# TASK DETAILS:
Go through the entries below. Copy out every line that contains "Option".
───── STORED DATA ─────
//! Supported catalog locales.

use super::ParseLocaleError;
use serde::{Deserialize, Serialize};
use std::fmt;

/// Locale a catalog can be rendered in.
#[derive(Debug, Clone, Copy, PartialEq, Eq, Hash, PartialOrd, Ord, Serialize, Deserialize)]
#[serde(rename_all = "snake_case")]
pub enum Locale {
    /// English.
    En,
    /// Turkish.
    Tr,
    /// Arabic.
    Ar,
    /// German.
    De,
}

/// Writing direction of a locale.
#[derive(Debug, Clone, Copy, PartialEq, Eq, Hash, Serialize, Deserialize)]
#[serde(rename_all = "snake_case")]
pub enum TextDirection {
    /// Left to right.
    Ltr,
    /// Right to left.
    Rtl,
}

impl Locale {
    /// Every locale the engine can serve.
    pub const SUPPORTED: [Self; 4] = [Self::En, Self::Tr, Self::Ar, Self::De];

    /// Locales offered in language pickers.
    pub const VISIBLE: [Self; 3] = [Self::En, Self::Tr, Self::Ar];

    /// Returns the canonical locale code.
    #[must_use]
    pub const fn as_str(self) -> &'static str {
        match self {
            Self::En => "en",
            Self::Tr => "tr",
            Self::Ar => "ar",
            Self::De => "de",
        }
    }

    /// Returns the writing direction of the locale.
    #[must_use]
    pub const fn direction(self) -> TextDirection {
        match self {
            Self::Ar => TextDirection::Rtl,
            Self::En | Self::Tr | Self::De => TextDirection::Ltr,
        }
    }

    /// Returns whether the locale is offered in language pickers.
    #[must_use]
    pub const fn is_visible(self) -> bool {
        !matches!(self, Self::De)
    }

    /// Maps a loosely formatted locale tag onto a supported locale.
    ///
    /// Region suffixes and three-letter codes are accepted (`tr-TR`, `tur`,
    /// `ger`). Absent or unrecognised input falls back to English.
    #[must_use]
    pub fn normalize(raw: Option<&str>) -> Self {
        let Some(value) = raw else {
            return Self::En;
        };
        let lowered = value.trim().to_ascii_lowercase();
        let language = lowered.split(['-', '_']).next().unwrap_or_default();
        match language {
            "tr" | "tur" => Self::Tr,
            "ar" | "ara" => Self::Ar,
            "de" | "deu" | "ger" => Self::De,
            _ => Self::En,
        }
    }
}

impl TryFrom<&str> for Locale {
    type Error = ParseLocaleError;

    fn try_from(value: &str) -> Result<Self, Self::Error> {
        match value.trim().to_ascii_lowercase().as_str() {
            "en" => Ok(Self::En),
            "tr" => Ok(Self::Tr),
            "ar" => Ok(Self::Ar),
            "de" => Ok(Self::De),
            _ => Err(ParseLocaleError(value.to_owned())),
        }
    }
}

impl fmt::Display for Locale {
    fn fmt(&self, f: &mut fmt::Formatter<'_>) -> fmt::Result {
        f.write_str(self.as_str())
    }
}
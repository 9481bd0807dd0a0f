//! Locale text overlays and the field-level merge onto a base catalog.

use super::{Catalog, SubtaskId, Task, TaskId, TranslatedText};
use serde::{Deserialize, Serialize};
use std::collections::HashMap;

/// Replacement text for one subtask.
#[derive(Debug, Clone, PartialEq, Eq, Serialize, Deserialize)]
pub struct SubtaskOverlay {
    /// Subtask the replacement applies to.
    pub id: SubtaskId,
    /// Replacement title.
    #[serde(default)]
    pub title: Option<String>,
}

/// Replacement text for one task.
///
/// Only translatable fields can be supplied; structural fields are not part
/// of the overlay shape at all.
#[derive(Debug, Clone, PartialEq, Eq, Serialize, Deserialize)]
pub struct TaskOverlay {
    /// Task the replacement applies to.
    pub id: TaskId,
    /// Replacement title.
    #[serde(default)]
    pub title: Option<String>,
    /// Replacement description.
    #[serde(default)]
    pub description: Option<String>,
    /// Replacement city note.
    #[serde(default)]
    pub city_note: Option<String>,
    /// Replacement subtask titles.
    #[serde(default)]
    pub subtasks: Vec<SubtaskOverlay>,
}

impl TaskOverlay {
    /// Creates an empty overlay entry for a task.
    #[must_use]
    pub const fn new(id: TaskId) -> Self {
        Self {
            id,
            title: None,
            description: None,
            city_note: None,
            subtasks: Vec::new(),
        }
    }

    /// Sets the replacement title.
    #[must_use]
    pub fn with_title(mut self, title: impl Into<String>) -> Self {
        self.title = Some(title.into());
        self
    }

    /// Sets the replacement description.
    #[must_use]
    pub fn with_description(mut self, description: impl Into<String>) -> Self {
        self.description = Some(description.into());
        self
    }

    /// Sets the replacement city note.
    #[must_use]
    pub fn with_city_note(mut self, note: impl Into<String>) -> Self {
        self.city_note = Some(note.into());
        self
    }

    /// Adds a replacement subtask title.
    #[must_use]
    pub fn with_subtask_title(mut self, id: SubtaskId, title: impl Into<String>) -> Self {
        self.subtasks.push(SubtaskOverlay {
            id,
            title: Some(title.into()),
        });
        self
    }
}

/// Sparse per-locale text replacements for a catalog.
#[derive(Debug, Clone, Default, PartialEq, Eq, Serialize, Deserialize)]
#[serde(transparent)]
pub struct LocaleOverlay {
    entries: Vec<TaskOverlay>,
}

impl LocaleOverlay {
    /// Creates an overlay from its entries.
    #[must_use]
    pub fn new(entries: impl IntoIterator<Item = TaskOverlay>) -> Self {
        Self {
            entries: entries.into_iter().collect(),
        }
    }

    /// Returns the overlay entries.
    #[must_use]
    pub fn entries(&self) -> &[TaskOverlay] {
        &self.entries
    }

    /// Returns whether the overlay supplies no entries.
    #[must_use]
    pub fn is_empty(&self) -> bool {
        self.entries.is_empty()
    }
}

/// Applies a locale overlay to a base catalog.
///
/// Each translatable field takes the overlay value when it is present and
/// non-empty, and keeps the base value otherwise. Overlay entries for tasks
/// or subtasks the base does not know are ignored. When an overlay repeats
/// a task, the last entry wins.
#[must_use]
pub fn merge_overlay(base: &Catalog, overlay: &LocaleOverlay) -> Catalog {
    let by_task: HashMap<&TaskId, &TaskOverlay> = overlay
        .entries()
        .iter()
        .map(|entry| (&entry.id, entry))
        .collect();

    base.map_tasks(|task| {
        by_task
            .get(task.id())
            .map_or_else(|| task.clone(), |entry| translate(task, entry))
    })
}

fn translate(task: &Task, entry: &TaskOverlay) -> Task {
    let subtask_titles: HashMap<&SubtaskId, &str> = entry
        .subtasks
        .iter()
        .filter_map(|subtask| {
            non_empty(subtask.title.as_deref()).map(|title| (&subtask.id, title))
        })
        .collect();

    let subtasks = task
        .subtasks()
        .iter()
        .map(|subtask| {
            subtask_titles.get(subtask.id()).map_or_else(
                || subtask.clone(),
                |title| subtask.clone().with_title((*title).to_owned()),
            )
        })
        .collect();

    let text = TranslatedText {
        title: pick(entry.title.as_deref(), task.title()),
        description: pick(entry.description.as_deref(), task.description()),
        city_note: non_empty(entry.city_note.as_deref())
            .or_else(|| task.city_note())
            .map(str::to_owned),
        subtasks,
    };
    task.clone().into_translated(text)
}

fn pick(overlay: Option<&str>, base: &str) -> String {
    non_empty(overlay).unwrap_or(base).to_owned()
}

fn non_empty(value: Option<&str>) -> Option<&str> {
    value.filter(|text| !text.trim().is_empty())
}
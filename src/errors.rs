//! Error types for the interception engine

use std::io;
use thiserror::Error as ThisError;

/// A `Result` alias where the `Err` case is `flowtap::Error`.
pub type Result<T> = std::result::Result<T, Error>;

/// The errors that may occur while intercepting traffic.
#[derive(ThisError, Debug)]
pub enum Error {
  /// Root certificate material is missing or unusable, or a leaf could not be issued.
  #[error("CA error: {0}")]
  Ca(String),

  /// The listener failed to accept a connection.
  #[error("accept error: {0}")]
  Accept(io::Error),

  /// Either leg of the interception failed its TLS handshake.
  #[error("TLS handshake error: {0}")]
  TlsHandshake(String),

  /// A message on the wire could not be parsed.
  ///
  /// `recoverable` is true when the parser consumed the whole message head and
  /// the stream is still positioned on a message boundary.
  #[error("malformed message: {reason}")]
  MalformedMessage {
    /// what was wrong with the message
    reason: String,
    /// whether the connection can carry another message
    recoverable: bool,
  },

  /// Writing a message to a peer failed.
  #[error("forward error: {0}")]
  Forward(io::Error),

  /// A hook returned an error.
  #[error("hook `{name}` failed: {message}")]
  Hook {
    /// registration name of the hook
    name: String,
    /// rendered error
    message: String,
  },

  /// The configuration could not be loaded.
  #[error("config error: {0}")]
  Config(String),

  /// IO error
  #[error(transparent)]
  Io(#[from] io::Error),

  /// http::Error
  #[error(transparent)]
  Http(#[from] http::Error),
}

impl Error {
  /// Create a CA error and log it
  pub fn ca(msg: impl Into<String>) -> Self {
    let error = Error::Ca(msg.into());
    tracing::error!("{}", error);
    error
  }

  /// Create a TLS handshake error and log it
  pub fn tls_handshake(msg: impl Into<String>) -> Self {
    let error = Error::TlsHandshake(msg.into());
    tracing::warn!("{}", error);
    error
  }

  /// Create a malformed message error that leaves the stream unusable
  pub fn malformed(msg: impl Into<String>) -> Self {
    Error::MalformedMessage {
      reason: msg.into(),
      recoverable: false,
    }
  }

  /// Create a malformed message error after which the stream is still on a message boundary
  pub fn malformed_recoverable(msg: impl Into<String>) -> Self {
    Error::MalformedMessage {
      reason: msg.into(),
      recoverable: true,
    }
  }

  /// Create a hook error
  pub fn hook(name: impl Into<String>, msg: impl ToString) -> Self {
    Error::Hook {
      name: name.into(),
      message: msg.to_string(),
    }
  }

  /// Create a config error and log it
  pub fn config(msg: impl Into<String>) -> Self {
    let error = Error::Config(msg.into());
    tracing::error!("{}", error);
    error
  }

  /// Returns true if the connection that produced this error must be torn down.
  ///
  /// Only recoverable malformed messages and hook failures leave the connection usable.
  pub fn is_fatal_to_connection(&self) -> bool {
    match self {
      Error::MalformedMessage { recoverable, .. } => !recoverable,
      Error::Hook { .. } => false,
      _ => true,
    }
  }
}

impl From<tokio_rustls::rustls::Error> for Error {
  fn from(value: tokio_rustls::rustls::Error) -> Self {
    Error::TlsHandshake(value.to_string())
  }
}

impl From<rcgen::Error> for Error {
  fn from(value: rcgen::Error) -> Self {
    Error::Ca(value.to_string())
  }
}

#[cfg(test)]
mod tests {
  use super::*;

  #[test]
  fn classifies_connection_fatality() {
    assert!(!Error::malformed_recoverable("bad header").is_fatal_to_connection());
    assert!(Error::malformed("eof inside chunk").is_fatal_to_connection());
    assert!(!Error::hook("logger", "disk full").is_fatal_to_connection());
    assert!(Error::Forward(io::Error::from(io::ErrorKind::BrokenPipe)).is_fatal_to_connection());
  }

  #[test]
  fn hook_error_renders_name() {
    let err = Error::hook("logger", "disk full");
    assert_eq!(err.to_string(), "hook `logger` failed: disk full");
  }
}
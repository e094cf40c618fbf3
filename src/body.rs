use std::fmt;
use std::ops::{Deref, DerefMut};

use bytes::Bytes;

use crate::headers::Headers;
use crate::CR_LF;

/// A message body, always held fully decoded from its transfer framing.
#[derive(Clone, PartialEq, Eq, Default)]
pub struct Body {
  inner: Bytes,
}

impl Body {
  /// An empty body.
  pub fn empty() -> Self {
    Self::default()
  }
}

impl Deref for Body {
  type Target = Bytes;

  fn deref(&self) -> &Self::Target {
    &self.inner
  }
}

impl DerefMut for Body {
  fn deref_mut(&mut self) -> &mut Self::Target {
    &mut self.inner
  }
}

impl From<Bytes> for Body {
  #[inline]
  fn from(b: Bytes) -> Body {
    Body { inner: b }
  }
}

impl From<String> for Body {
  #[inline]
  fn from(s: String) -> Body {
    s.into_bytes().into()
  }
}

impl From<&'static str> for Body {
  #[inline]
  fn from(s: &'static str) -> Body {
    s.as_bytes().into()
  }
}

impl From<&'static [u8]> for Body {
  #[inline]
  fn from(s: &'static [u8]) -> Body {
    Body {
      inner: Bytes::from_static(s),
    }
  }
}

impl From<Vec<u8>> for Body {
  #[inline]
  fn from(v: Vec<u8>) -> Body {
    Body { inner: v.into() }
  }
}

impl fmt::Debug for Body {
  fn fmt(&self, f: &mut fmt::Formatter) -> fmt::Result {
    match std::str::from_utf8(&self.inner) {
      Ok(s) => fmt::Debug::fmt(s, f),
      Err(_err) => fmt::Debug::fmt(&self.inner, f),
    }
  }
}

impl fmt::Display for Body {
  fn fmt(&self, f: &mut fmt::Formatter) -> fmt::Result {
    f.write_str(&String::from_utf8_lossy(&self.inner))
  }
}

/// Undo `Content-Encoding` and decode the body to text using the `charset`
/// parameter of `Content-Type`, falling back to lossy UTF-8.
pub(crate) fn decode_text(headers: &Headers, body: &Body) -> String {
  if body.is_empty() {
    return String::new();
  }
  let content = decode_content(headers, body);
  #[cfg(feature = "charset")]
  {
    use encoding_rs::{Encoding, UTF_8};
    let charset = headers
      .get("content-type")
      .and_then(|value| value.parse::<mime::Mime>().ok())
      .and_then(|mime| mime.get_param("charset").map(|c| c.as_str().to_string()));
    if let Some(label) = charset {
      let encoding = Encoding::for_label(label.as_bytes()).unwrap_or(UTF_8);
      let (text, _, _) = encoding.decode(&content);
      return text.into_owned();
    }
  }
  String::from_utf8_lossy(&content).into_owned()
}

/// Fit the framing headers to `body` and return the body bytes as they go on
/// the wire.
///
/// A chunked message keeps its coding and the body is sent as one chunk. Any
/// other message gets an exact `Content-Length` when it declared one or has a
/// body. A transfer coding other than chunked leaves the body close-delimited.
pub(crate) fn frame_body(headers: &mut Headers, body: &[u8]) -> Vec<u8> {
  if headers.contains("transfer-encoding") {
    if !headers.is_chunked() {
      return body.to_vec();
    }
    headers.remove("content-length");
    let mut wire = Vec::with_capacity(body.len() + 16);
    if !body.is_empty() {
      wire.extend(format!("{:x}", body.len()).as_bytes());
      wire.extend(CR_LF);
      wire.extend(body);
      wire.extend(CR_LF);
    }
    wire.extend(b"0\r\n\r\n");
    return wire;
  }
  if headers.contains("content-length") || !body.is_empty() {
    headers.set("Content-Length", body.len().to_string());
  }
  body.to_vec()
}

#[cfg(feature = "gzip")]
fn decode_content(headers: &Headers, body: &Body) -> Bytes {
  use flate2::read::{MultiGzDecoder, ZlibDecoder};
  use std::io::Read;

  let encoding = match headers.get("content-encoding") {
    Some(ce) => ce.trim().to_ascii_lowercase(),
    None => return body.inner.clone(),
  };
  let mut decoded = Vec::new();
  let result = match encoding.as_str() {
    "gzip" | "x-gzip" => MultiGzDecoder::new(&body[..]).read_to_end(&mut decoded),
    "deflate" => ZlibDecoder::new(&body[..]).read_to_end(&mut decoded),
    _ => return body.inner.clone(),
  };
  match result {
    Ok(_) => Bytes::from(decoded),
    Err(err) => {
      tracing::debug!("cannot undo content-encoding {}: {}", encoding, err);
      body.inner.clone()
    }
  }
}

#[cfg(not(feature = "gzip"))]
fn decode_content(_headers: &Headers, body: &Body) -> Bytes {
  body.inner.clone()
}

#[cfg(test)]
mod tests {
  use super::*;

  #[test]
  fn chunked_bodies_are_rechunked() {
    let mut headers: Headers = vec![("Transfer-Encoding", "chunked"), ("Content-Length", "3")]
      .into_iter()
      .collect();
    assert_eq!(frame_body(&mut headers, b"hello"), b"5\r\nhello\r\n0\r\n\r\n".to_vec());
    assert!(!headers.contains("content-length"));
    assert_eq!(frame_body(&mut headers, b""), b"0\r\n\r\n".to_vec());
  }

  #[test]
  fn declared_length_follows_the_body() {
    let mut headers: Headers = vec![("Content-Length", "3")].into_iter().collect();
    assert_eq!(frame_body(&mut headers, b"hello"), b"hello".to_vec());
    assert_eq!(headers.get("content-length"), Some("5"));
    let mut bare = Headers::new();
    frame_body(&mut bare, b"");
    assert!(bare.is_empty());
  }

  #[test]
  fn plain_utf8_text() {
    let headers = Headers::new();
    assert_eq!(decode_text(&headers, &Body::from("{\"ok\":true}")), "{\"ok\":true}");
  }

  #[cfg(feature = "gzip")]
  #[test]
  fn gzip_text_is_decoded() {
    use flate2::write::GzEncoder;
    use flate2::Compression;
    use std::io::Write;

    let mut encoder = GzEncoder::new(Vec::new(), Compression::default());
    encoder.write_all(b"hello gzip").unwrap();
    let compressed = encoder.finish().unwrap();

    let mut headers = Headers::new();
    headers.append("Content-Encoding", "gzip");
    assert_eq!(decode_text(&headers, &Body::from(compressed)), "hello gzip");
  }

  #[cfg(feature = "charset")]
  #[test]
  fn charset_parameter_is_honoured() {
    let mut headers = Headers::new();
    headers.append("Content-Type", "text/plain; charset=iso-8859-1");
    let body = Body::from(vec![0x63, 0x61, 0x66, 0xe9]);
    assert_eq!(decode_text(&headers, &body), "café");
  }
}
─────
# RESULT OF THIS EXERCISE:
    pub fn normalize(raw: Option<&str>) -> Self {
    pub title: Option<String>,
    pub title: Option<String>,
    pub description: Option<String>,
    pub city_note: Option<String>,
fn pick(overlay: Option<&str>, base: &str) -> String {
fn non_empty(value: Option<&str>) -> Option<&str> {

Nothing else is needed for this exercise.